Le tractus réticulospinal, en conjonction avec le tractus vestibulospinal, comprend le système moteur descendant médial (Lawrence et Kuypers, 1968). L’importance de ces systèmes est illustrée par des expériences chez des primates non humains montrant que des lésions bilatérales des voies motrices descendantes latérales (voies corticospinales) ont entraîné une période immédiate de paralysie flasque, mais celle-ci a ensuite été suivie d’une reprise marquée du contrôle postural, de la locomotion et de l’atteinte tandis que des troubles chroniques du contrôle des mouvements de la main subsistaient (Lawrence et Kuypers, 1968).

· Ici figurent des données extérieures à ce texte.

//! The scheduling engine: `(processes, algorithm) -> Timeline`.
//!
//! [`schedule`] is a pure function — no side effects, no shared state,
//! deterministic for fixed inputs. Each algorithm works on a private
//! [`RunState`] arena of process slots instead of mutating its inputs,
//! and returns a fresh [`Timeline`].
//!
//! # Module structure
//!
//! | Sub-module | Discipline |
//! |---|---|
//! | [`fcfs`] | first-come-first-served |
//! | [`sjf`] | shortest-job-first, non-preemptive |
//! | [`priority`] | priority, preemptive and non-preemptive |
//! | [`round_robin`] | round robin with a fixed quantum |
//! | [`multilevel`] | multilevel feedback queues |

pub mod fcfs;
pub mod multilevel;
pub mod priority;
pub mod round_robin;
pub mod sjf;

use crate::algorithm::Algorithm;
use crate::error::{KairosError, KairosResult};
use crate::process::{validate_processes, Process, ProcessId};
use crate::timeline::{Slice, Timeline};

/// Compute the execution timeline for a process set under the given
/// discipline.
///
/// Fails atomically: all input validation happens before any
/// scheduling work, so an `Err` never corresponds to a partially
/// computed timeline.
pub fn schedule(processes: &[Process], algorithm: Algorithm) -> KairosResult<Timeline> {
    validate_processes(processes)?;
    validate_parameters(algorithm)?;

    let timeline = match algorithm {
        Algorithm::Fcfs => fcfs::run(processes),
        Algorithm::Sjf => sjf::run(processes),
        Algorithm::PriorityPreemptive => priority::run_preemptive(processes),
        Algorithm::PriorityNonPreemptive => priority::run_non_preemptive(processes),
        Algorithm::RoundRobin { quantum } => round_robin::run(processes, quantum),
        Algorithm::Multilevel { levels, usage_limit } => {
            multilevel::run(processes, levels, usage_limit)
        }
    };

    debug_assert!(
        timeline.verify(processes).is_ok(),
        "scheduler produced an invariant-violating timeline"
    );
    Ok(timeline)
}

/// Parameter checks for algorithm values constructed directly (the
/// string boundary already validates parsed ones).
pub(crate) fn validate_parameters(algorithm: Algorithm) -> KairosResult<()> {
    match algorithm {
        Algorithm::RoundRobin { quantum } if quantum == 0 => Err(KairosError::ZeroQuantum),
        Algorithm::Multilevel { levels, .. } if levels == 0 => {
            Err(KairosError::InvalidLevelCount)
        }
        Algorithm::Multilevel { usage_limit, .. } if usage_limit == 0 => {
            Err(KairosError::InvalidUsageLimit)
        }
        _ => Ok(()),
    }
}

// ── Run state ─────────────────────────────────────────────────────────

/// One process's mutable bookkeeping during a scheduling run.
#[derive(Debug, Clone)]
pub(crate) struct Slot {
    pub id: ProcessId,
    pub arrival: u64,
    pub exec_time: u64,
    pub priority: i32,
    pub remaining: u64,
}

/// The arena of process slots one scheduling run works on.
///
/// Slots are held in `(arrival, id)` order — the global tie-break order
/// — so "first by arrival" is always "first in the vector" and every
/// linear scan resolves ties deterministically.
#[derive(Debug, Clone)]
pub(crate) struct RunState {
    pub slots: Vec<Slot>,
}

impl RunState {
    pub fn new(processes: &[Process]) -> Self {
        let mut slots: Vec<Slot> = processes
            .iter()
            .map(|p| Slot {
                id: p.id,
                arrival: p.arrival.ticks(),
                exec_time: p.exec_time,
                priority: p.priority,
                remaining: p.exec_time,
            })
            .collect();
        slots.sort_by(|a, b| a.arrival.cmp(&b.arrival).then(a.id.cmp(&b.id)));
        RunState { slots }
    }

    pub fn all_finished(&self) -> bool {
        self.slots.iter().all(|s| s.remaining == 0)
    }

    /// Earliest arrival among unfinished slots; the idle-CPU jump
    /// target when nothing is ready.
    pub fn earliest_pending_arrival(&self) -> Option<u64> {
        self.slots
            .iter()
            .find(|s| s.remaining > 0)
            .map(|s| s.arrival)
    }
}

// ── Slice accumulator ─────────────────────────────────────────────────

/// Collects slices in dispatch order, merging contiguous runs of the
/// same process into a single slice.
///
/// Used by the tick-granular disciplines: a preemptive run emits one
/// slice per maximal run of consecutive ticks on the same process, not
/// one slice per tick.
#[derive(Debug, Default)]
pub(crate) struct SliceAccumulator {
    slices: Vec<Slice>,
}

impl SliceAccumulator {
    pub fn new() -> Self {
        SliceAccumulator { slices: Vec::new() }
    }

    pub fn push(&mut self, process: ProcessId, start: u64, end: u64) {
        debug_assert!(end > start, "empty slice pushed");
        if let Some(last) = self.slices.last_mut() {
            if last.process == process && last.end.ticks() == start {
                last.end = crate::time::SimTime::new(end);
                return;
            }
        }
        self.slices.push(Slice::new(process, start, end));
    }

    pub fn into_timeline(self) -> Timeline {
        Timeline::from_ordered(self.slices)
    }
}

Le tractus réticulospinal latéral (médullaire) provient principalement des axones des neurones du noyau reticularis gigantocellularis, tandis que le tractus réticulospinal médial (pontin) provient du noyau reticularis pontis, pars oralis et pars caudalis (Carpenter, 1991). Les axones des neurones réticulospinaux de la formation réticulaire pontine descendent initialement de manière bilatérale à travers le champ tegmental médullaire, puis continuent ipsilatéralement via le funicule ventral de la moelle épinière et comprennent le tractus réticulospinal médial. Les projections de la formation réticulospinale médullaire descendent bilatéralement (bien que le tractus ipsilatéral prédomine) juste latéralement au fascicule longitudinal médial, puis pénètrent dans la moelle épinière et se joignent aux fibres pontines qui composent le tractus réticulospinal médial ou se déplacent via le funicule ventrolatéral dans le tractus réticulospinal latéral (Carpenter, 1991). Un sous-ensemble de neurones réticulospinaux établit des connexions monosynaptiques sur les motoneurones alpha et gamma de la corne ventrale (lamina IX), tandis que la majorité se termine sur les interneurones prémoteurs de la zone intermédiaire de la moelle épinière (lamines VII et VIII). Des entrées parallèles aux motoneurones alpha et gamma fournissent au système réticulospinal les moyens de moduler la sensibilité à l’étirement musculaire conformément aux exigences de la tâche.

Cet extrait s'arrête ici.